It's something of an oddity. Well-written, well-made, acted well and very entertaining to watch, but a complete non-event. It's basically two hours of people talking at tables, and it's done with enough flair to remain effortlessly watchable throughout, but nothing of real interest seems to happen. There aren't any moments that I think will live on or can be used to sum up why the film works/doesn't work, it just seems to flow. Overrall the film to me felt like a springboard for the primary actors' careers.

"Wow, nice to see that Timberlake can act a bit"

"Jesse Eisenberg can bring some more nuance to his near-stereotyped geek persona"

"Andrew Garfield has some emotional range"

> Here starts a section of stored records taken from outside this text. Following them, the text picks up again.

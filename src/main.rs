//! ffdown CLI - fanfiction.net story downloader.

use anyhow::{Context, Result};
use clap::{Parser, Subcommand};
use ffdown::book::Book;
use ffdown::cache::{BookCache, FileCacheSlot};
use ffdown::challenge::BrowserResolver;
use ffdown::config::Config;
use ffdown::console::Console;
use ffdown::download::{Downloader, RunContext, RunOutcome};
use ffdown::epub::{Encoder, EpubEncoder};
use ffdown::fetcher::{PageFetcher, ReqwestTransport};
use ffdown::utils::output_path;
use std::future::Future;
use std::path::{Path, PathBuf};
use std::process::ExitCode;
use std::sync::Arc;
use tracing::{debug, warn};

/// Exit code used when the user interrupts the download.
const EXIT_CANCELLED: u8 = 130;

/// Download a fanfiction.net story as an EPUB.
#[derive(Parser, Debug)]
#[command(name = "ffdown")]
#[command(author, version, about, long_about = None)]
#[command(subcommand_negates_reqs = true)]
struct Args {
    #[command(subcommand)]
    command: Option<Command>,

    /// URL of any chapter of the story, mobile or desktop site.
    #[arg(required = true)]
    story_url: Option<String>,

    /// Config file to use instead of the default one.
    #[arg(long, global = true)]
    config: Option<PathBuf>,

    /// Directory to write the EPUB to.
    #[arg(short, long, global = true)]
    output: Option<PathBuf>,

    /// Show the browser window while passing the bot check.
    #[arg(long)]
    visible: bool,

    /// Log debug details to stderr.
    #[arg(short, long, global = true)]
    verbose: bool,
}

#[derive(Subcommand, Debug)]
enum Command {
    /// Write an EPUB from a saved book record without downloading anything.
    Convert {
        /// Book JSON to convert. Defaults to the snapshot of the last download.
        input: Option<PathBuf>,
    },
}

#[tokio::main]
async fn main() -> Result<ExitCode> {
    let args = Args::parse();
    ffdown::logging::init(args.verbose)?;
    let console = Console::new();

    console.section("ffdown - Story Downloader");

    console.step("Loading configuration...");
    let mut config = match &args.config {
        Some(path) => Config::load_from(path),
        None => Config::load(),
    }
    .context("Failed to load configuration")?;
    if args.visible {
        config.challenge.headless = false;
    }
    if let Some(directory) = args.output {
        config.output.directory = directory;
    }
    config.validate().context("Invalid configuration")?;

    let cache_path = config.cache_path().context("Failed to locate cache file")?;
    debug!(path = %cache_path.display(), "Using cache file");

    if let Some(Command::Convert { input }) = args.command {
        let input = input.unwrap_or(cache_path);
        console.step(&format!("Converting {}", input.display()));
        let (book, path) = convert(&input, &config.output.directory, &EpubEncoder::new()).await?;
        console.success(&format!(
            "Wrote \"{}\" ({} chapters) to {}",
            book.title,
            console.count(book.chapters.len()),
            path.display()
        ));
        return Ok(ExitCode::SUCCESS);
    }
    let story_url = args.story_url.context("No story URL given")?;

    let transport = ReqwestTransport::new(&config.http).context("Failed to create HTTP client")?;
    let downloader = Downloader::new(
        PageFetcher::new(Box::new(transport), &config.http),
        Box::new(BrowserResolver::new(config.challenge.clone())),
        BookCache::new(Box::new(FileCacheSlot::new(cache_path))),
        Box::new(EpubEncoder::new()),
        Box::new(Console::new()),
    );

    let ctx = Arc::new(RunContext::new());
    let interrupt = {
        let ctx = Arc::clone(&ctx);
        tokio::spawn(async move {
            if handle_interrupts(tokio::signal::ctrl_c, &ctx).await {
                std::process::exit(i32::from(EXIT_CANCELLED));
            }
        })
    };

    let result = downloader.run(&story_url, &ctx).await;
    interrupt.abort();
    console.clear_line();

    let outcome = match result {
        Ok(outcome) => outcome,
        // Already shown by the downloader.
        Err(_) => return Ok(ExitCode::FAILURE),
    };

    match outcome {
        RunOutcome::Completed { book, artifact } => {
            let path = write_artifact(&config.output.directory, &book, downloader.extension(), artifact).await?;
            console.success(&format!(
                "Downloaded \"{}\" ({} chapters) to {}",
                book.title,
                console.count(book.chapters.len()),
                path.display()
            ));
            Ok(ExitCode::SUCCESS)
        }
        RunOutcome::Incomplete { book, failed } => {
            let failed: Vec<String> = failed.iter().map(u32::to_string).collect();
            console.error(&format!(
                "Could not fetch chapter(s) {} of \"{}\"",
                failed.join(", "),
                book.title
            ));
            console.info(&format!(
                "{} of {} chapters are saved. Run again to retry the rest.",
                book.fetched_count(),
                book.chapters.len()
            ));
            Ok(ExitCode::FAILURE)
        }
        RunOutcome::Cancelled => {
            console.warning("Download cancelled. Progress is saved; run again to resume.");
            Ok(ExitCode::from(EXIT_CANCELLED))
        }
    }
}

/// Cancels the run on the first interrupt.
///
/// Returns true when a second interrupt arrives, meaning the user wants out
/// now rather than at the next fetch boundary.
async fn handle_interrupts<S, F>(mut interrupted: S, ctx: &RunContext) -> bool
where
    S: FnMut() -> F,
    F: Future<Output = std::io::Result<()>>,
{
    if interrupted().await.is_err() {
        return false;
    }
    ctx.cancel();
    warn!("Interrupted, finishing the current request. Press Ctrl-C again to quit immediately");

    interrupted().await.is_ok()
}

/// Encodes a saved book record and writes it to `directory`.
async fn convert(input: &Path, directory: &Path, encoder: &dyn Encoder) -> Result<(Book, PathBuf)> {
    let raw = tokio::fs::read_to_string(input)
        .await
        .with_context(|| format!("Failed to read {}", input.display()))?;
    let record: serde_json::Value =
        serde_json::from_str(&raw).with_context(|| format!("{} is not valid JSON", input.display()))?;
    let book: Book = serde_json::from_value(record.clone())
        .with_context(|| format!("{} is not a book record", input.display()))?;

    let artifact = encoder.encode(&record).context("Failed to encode book")?;
    let path = write_artifact(directory, &book, encoder.extension(), artifact).await?;
    Ok((book, path))
}

async fn write_artifact(directory: &Path, book: &Book, extension: &str, artifact: Vec<u8>) -> Result<PathBuf> {
    tokio::fs::create_dir_all(directory)
        .await
        .with_context(|| format!("Failed to create {}", directory.display()))?;
    let path = output_path(directory, &book.title, extension);
    tokio::fs::write(&path, artifact)
        .await
        .with_context(|| format!("Failed to write {}", path.display()))?;
    Ok(path)
}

That's what I took from it. Which is a shame as it's written by Aaron Sorkin and directed by David Fincher, and while it's undeniable that their input is what made the potentially dull plot watchable, it feels as if they're simply running on auto or some other tired phrase used to imply 'not their best'. Sorkin's dialogue is quick and witty, but not very memorable. Fincher does his best to make these endlessly talky scenes vibrant, but at times they can seem overwrought, while other parts seem to be from another movie. There's one particular scene involving rowing that appears completely pointless to the film, but is thankfully very well-done, so it's not as jarring as it might have been.

So yeah, breezily watchable, but far from the best that Sorkin and Fincher have produced in their careers. As for the actors? Probably the best performances of their young careers to date (of the films I've seen, natch).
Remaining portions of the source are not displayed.